Anyhow I have about 3 leads, but none are foolproof and I don't completely buy them. What do you all think?
1.) Chronic dieting starting at 10 yo. I distinctly remember dieting to lose about 15 lbs prior to 6th grade to impress girls, being the naive and determine boy that I was, I took drastic measures. Skipping meals for about 2 months and sometimes starving myself throughout the day to lose weight. It worked and I lost weight. I skipped lunch for the first semester of 6th grade to save money, second semester of sixth grade I remember that I became more inhibited and more moody. I started wearing undershirts to conceal my chest some. 7th grade- my gyno got to the present state and I was overweight which made it look worse, I also was way more sensitive and self-conscious than ever at this point. I dieted again during the summer after 7th grade and lost some weight, prior to 9th grade I dropped about 40 lbs in 2 months, as a result I remember having a poorer mood that year and making less friends. 10th grade- (only year of HS I enjoyed) I worked out and began eating healthy and not skipping meals= Better mood, more friends, 3.7 GPA. Junior year- Started skipping lunch again and stuffing myself after school, I started feeling like shiite! I developed deep anxiety, brain fog, and I gained about 40 lbs during the school year. I found out just this year, that I have celiacs and I was experiencing the symptoms of this beginning of junior year. I lost weight again by the same old method during the summer before Senior year, I think I dropped about 10- 20 lbs I think. Fast forward to now, I'm 19 and I have dropped from 210 to 164; the right way may I add, my diet is nearly perfect and it is gluten free! I feel better, my thoughts feel sharp, I feel stronger and more endured. This all leads me to believe that my chronic dieting throughout my life has inhibited testosterone production in me, seeing how I feel fantastic now when eating right, but yet I still have these damn moobs.

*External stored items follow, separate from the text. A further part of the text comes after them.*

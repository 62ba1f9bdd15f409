//! Error taxonomy for the simulation engine.
//!
//! Every failure path surfaces as a typed variant; validation errors are
//! raised before any sampling begins and are never retried internally.

use thiserror::Error;

use crate::convergence::Convergence;

#[derive(Debug, Clone, Error)]
pub enum SimulationError {
    /// Malformed distribution or configuration input, rejected up front.
    #[error("invalid parameters: {0}")]
    InvalidParameters(String),

    /// Distribution tag that the engine does not implement.
    #[error("unsupported distribution: {0}")]
    UnsupportedDistribution(String),

    /// Correlation matrix that cannot be factored even after repair.
    #[error("invalid correlation matrix: {detail}")]
    InvalidCorrelationMatrix { detail: String },

    /// Runtime sampling failure; the whole run is discarded.
    #[error("simulation failed: {0}")]
    SimulationFailed(String),

    /// Wall-clock budget exceeded between iteration batches. Carries the
    /// convergence state reached so far; the run itself is incomplete.
    #[error("simulation exceeded {budget_ms} ms after {completed_iterations} iterations")]
    SimulationTimeout {
        budget_ms: u64,
        completed_iterations: usize,
        convergence: Convergence,
    },

    /// Zero-cost mitigation: return on investment is undefined.
    #[error("mitigation cost is zero, ROI is undefined")]
    DivisionByZero,
}
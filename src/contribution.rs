//! One-at-a-time variance attribution across the risk register.
//!
//! Each risk is re-sampled alone while every other risk sits at its
//! theoretical mean; the variance of the resulting outcome is that risk's
//! raw contribution, normalized so shares sum to 100%. This is an
//! O(k * m) approximation of the variance decomposition, not an exact
//! Sobol/ANOVA split: interaction and correlation effects are folded into
//! the marginal terms.

use rand::{Rng, SeedableRng};
use rand_chacha::ChaCha8Rng;
use serde::{Deserialize, Serialize};

use crate::error::SimulationError;
use crate::risk::SimulationConfig;
use crate::stats::mean_and_std;

/// RNG streams for contribution passes live far away from the block
/// streams used by the main sampling loop.
const CONTRIBUTION_STREAM_BASE: u64 = 1 << 32;

#[derive(Debug, Clone, PartialEq, Serialize, Deserialize)]
pub struct RiskContribution {
    pub risk_id: String,
    /// Share of total outcome variance, in percent.
    pub variance_share: f64,
}

/// Estimates every risk's variance share. `seed` is the run's effective
/// master seed, so contributions are as reproducible as the samples.
pub fn risk_contributions(
    config: &SimulationConfig,
    seed: u64,
    iterations: usize,
) -> Result<Vec<RiskContribution>, SimulationError> {
    let means: Vec<f64> = config.risks.iter().map(|r| r.distribution.mean()).collect();
    let mean_total: f64 = means.iter().sum();

    let mut raw = Vec::with_capacity(config.risks.len());
    for (idx, risk) in config.risks.iter().enumerate() {
        let mut rng = ChaCha8Rng::seed_from_u64(seed);
        rng.set_stream(CONTRIBUTION_STREAM_BASE + idx as u64);

        let held_constant = config.baseline_cost + mean_total - means[idx];
        let outcomes: Vec<f64> = (0..iterations)
            .map(|_| {
                let u: f64 = rng.gen_range(1e-12..1.0 - 1e-12);
                held_constant + risk.distribution.sample(u)
            })
            .collect();

        let (_, std_dev) = mean_and_std(&outcomes);
        let variance = std_dev * std_dev;
        if !variance.is_finite() {
            return Err(SimulationError::SimulationFailed(format!(
                "non-finite variance while attributing risk '{}'",
                risk.id
            )));
        }
        raw.push(variance);
    }

    let total: f64 = raw.iter().sum();
    let shares: Vec<f64> = if total > 0.0 {
        raw.iter().map(|v| v / total * 100.0).collect()
    } else {
        // Fully degenerate register (every risk constant): spread evenly
        // so shares still account for the whole outcome.
        vec![100.0 / config.risks.len() as f64; config.risks.len()]
    };

    Ok(config
        .risks
        .iter()
        .zip(shares)
        .map(|(risk, share)| RiskContribution {
            risk_id: risk.id.clone(),
            variance_share: share,
        })
        .collect())
}

#[cfg(test)]
mod tests {
    use super::risk_contributions;
    use crate::distributions::Distribution;
    use crate::risk::{Risk, RiskCategory, SimulationConfig};

    fn config(risks: Vec<Risk>) -> SimulationConfig {
        SimulationConfig {
            iterations: 1_000,
            random_seed: Some(1),
            baseline_cost: 0.0,
            risks,
            correlations: Vec::new(),
        }
    }

    fn uniform_risk(id: &str, min: f64, max: f64) -> Risk {
        Risk {
            id: id.to_string(),
            category: RiskCategory::Cost,
            distribution: Distribution::Uniform { min, max },
        }
    }

    #[test]
    fn shares_sum_to_one_hundred() {
        let cfg = config(vec![
            uniform_risk("a", 0.0, 10.0),
            uniform_risk("b", 0.0, 100.0),
            uniform_risk("c", 0.0, 50.0),
        ]);
        let contributions = risk_contributions(&cfg, 7, 1_000).unwrap();
        let total: f64 = contributions.iter().map(|c| c.variance_share).sum();
        assert!((total - 100.0).abs() < 1e-9);
    }

    #[test]
    fn wider_distribution_takes_the_larger_share() {
        let cfg = config(vec![
            uniform_risk("narrow", 0.0, 10.0),
            uniform_risk("wide", 0.0, 100.0),
        ]);
        let contributions = risk_contributions(&cfg, 7, 1_000).unwrap();
        assert!(contributions[1].variance_share > contributions[0].variance_share);
        // Variance scales with width squared, so the split is far from even.
        assert!(contributions[1].variance_share > 90.0);
    }

    #[test]
    fn degenerate_register_splits_evenly() {
        let cfg = config(vec![
            uniform_risk("a", 5.0, 5.0),
            uniform_risk("b", 9.0, 9.0),
        ]);
        let contributions = risk_contributions(&cfg, 7, 1_000).unwrap();
        assert!((contributions[0].variance_share - 50.0).abs() < 1e-9);
        assert!((contributions[1].variance_share - 50.0).abs() < 1e-9);
    }

    #[test]
    fn contributions_are_reproducible() {
        let cfg = config(vec![
            uniform_risk("a", 0.0, 10.0),
            uniform_risk("b", 0.0, 20.0),
        ]);
        let first = risk_contributions(&cfg, 11, 1_000).unwrap();
        let second = risk_contributions(&cfg, 11, 1_000).unwrap();
        assert_eq!(first, second);
    }
}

2.) Genetics- My brother has gyno too, however, I think he has pseudo, not sure. Must be some correlation right? He's really self-conscious about it too, he also has low T (272 total), at 25 btw. My dad and me also gather fat in our stomach and lower back (symptoms of low T I believe).
3.) Celiacs? Maybe, could it have some correlation? I didn't develop the symptoms of this till 16 I think, but who knows, maybe I had a milder form of it when I was younger. Maybe the malnutrition of it played a part in suppressing testosterone.
4.) Medication- Not very likely, but maybe. I distinctly remember using a prescription hair loss foam when I was 10 because I had a bald spot on the top of my head. I'm not sure of the name of this product, I need to look into it.
Test Results:
Total Testosterone: 400
LH- 5.8
FSH- 2.0
I was scared that I had Klinefelters but after abundant hypochondriasis induced researching I think it's safe to rule this out. I have normal testis, and normal FSH and LH; the 2 most prevalent diagnosing criteria. I even visited a genetic counselor who told me that it's extremely unlikely, like less than a percent chance of having it due to aforementioned reasons. My testosterone is still somewhat low I fear, I think I might have effed it up with malnutrition; or maybe I do have a serious problem. Can anyone provide any insight on this. Thanks in advance guys.